ON this International Women’s Day, Guardian News would like to pay tribute to those from our community with the double X factor – the fierce femmes, and stoic stars, the glass-ceiling smashers, and the everyday allies who have shaped our world (often for 20 percent less money, if they’re paid at all).
While this is far from an exhaustive list, here’s to you, our Nambucca Valley warrior women.
Aunty Ruth Walker
Aunty Ruth has always shied away from the limelight, but her contribution to this Valley has been Herculean. She established Miimi Mothers in the eighties – a time when most Indigenous services were directed towards men. The organisation she created continues to transform the lives of countless women (white and black) in the community.

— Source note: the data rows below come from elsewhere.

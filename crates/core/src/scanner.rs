//! Document scanner: which declarations does one document need?

use crate::catalog::Catalog;
use crate::classifier::{LineClassifier, classifier_for, entity_references};
use crate::declaration::{Declaration, DeclarationSet};
use crate::mapper::DeclarationMapper;
use crate::profile::Profile;
use crate::rewriter::body_after_prolog;
use log::debug;
use std::collections::BTreeSet;

/// Everything a scan learned about one document.
#[derive(Debug, Clone, Default, PartialEq, Eq)]
pub struct ScanOutcome {
    pub root_element: Option<String>,
    /// Graphic entity declarations plus, if any, the notation declaration.
    pub graphics: Vec<Declaration>,
    /// Resolved entity declarations plus their companions.
    pub entities: Vec<Declaration>,
    /// Referenced names no rule could resolve, sorted and distinct.
    pub unresolved: Vec<String>,
}

impl ScanOutcome {
    pub fn declarations(&self) -> DeclarationSet {
        DeclarationSet::build(self.graphics.iter().cloned(), self.entities.iter().cloned())
    }
}

/// Scans document lines against a frozen catalog.
///
/// Pure: the result depends only on the lines, the catalog and the profile.
#[derive(Debug)]
pub struct Scanner<'p> {
    profile: &'p Profile,
    classifier: Box<dyn LineClassifier>,
}

impl<'p> Scanner<'p> {
    /// A scanner using the classifier selected by the profile's convention.
    pub fn new(profile: &'p Profile) -> Self {
        Self::with_classifier(profile, classifier_for(profile))
    }

    pub fn with_classifier(profile: &'p Profile, classifier: Box<dyn LineClassifier>) -> Self {
        Self { profile, classifier }
    }

    pub fn classifier(&self) -> &dyn LineClassifier {
        self.classifier.as_ref()
    }

    /// Scan a whole document.
    ///
    /// The root element may be named anywhere, the old prolog included.
    /// Graphics and entity references only count in the part a rewrite
    /// keeps, so a stale internal subset never contributes declarations.
    pub fn scan_text(&self, text: &str, catalog: &Catalog) -> ScanOutcome {
        let document: Vec<&str> = text.lines().collect();
        let body: Vec<&str> = body_after_prolog(text).lines().collect();
        self.scan(&document, &body, catalog)
    }

    pub fn scan(&self, document: &[&str], body: &[&str], catalog: &Catalog) -> ScanOutcome {
        let root_element = self.classifier.root_element(document);

        let mut graphic_names = BTreeSet::new();
        let mut entity_names = BTreeSet::new();
        for line in body {
            graphic_names.extend(self.classifier.graphic_names(line));
            if line.contains('&') {
                entity_names.extend(entity_references(line));
            }
        }

        let mut graphics: Vec<Declaration> = graphic_names
            .iter()
            .map(|name| Declaration::graphic(name, &self.profile.graphics))
            .collect();
        if !graphics.is_empty()
            && let Some(notation) = &self.profile.graphics.notation_declaration
        {
            graphics.push(Declaration::notation(notation));
        }

        let mapper = DeclarationMapper::new(self.profile);
        let mut entities = Vec::new();
        let mut unresolved = Vec::new();
        for name in entity_names {
            match mapper.resolve(name, catalog) {
                Some(resolution) => {
                    entities.push(resolution.declaration);
                    entities.extend(resolution.companions);
                }
                None => unresolved.push(name.to_string()),
            }
        }

        debug!(
            "Scan ({}) found root {:?}, {} graphics, {} entities, {} unresolved",
            self.classifier.name(),
            root_element,
            graphic_names.len(),
            entities.len(),
            unresolved.len()
        );

        ScanOutcome {
            root_element,
            graphics,
            entities,
            unresolved,
        }
    }
}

“She’s also a brilliant Mum and wife,” daughter Patricia Walker said.
“I’m honestly so proud to be her daughter.”
From the rolling hills of North Arm to the bustling city of Jakarta, former Macksville High School student Amy Keough has fulfilled her dream of becoming a diplomat, as she steps into her new role as Second Secretary at the Australian Embassy in Indonesia. From her primary school days at Bowraville Central, the 29-year-old’s interest in languages and global affairs led her to Sydney and then Paris, and now advancing Australia’s interests in Indonesia.
Despite immense personal tragedy, this local lady has had a deft hand in preserving Utungun’s past, including honouring those locals who served in Australia’s wars. Along with her daughter-in-law, she penned a detailed chronicle of the area’s history, and continues to selflessly serve her community to this day.
“Mavis is also heavily involved in the Uniting Church at Macksville and Bowraville. She assists the congregation in planning and assists in the administration. This is quite involved as it includes the Op Shop at Bowraville,” Janine Reed said.
“Mavis is a somewhat shy and unassuming lady – but a lady whom I greatly admire.”
Aretha is a proud Gumbaynggirr woman from Nambucca Heads who made headlines last year in Melbourne at the ‘Invasion Day’ rally. The courageous 16-year-old delivered a powerful speech in front of tens of thousands, making her the face of the #changethedate debate. Last year, Aretha was also the first female president elected to the National Indigenous Youth Parliament.
The Bellingen-born, Macksville cattle-rearer was a real-life Calamity Jane, and Queen of the Campdraft. In 1951 Gertrude (Gertie) Brook rode her black gelding, Popeye, to win the Australian Jubilee Campdrafting Championship at Warwick, making the first woman to do so. In fact, the pair won over 100 drafts together. To this day, she is still the only woman to have won the honour.
Anne Gillin (a tribute from Janine Reed)
Anne has survived in the blokey legal world. I think Anne’s story is interesting in that she accompanied her husband, Dr Danny Ryan, to the Nambucca Shire and the job she had lined up for herself never eventuated. By her diligence alone, she took a path that she never envisaged, that of establishing her own practice. This was an incredible achievement and her practice has gone from strength to strength and Anne now employs a number of people. Anne’s was not an easy path, but a young lady, a mother and wife to a busy doctor – new to the area where localism is so important, survived. Anne served on the board of Nambucca Valley Care, and when there was an attempt to dispose of this community asset to another organisation, Anne fought hard to retain NVC in local hands and since that time NVC has grown from strength to strength.
The Nambucca Valley Women’s Business Network committee
The amazing female force behind the NVWBN are five dynamic local ladies: Elizabeth Bond, Sara Foley, Trudi Hayes, Lynette Howle and Libby Foster; all successful ladies in their own right. Last year they birthed an organisation which filled a rather gaping hole in the Valley – a place for ‘birds of business’ to come together and boost each other up – the way women do best! They have been going from strength to strength, attracting new membership and changing the face of business in the Valley for ever.
“All of us feel really passionately about bringing women together. And the organisational power of women who feel motivated and empowered to support other women is an unstoppable force,” president Elizabeth Bond said.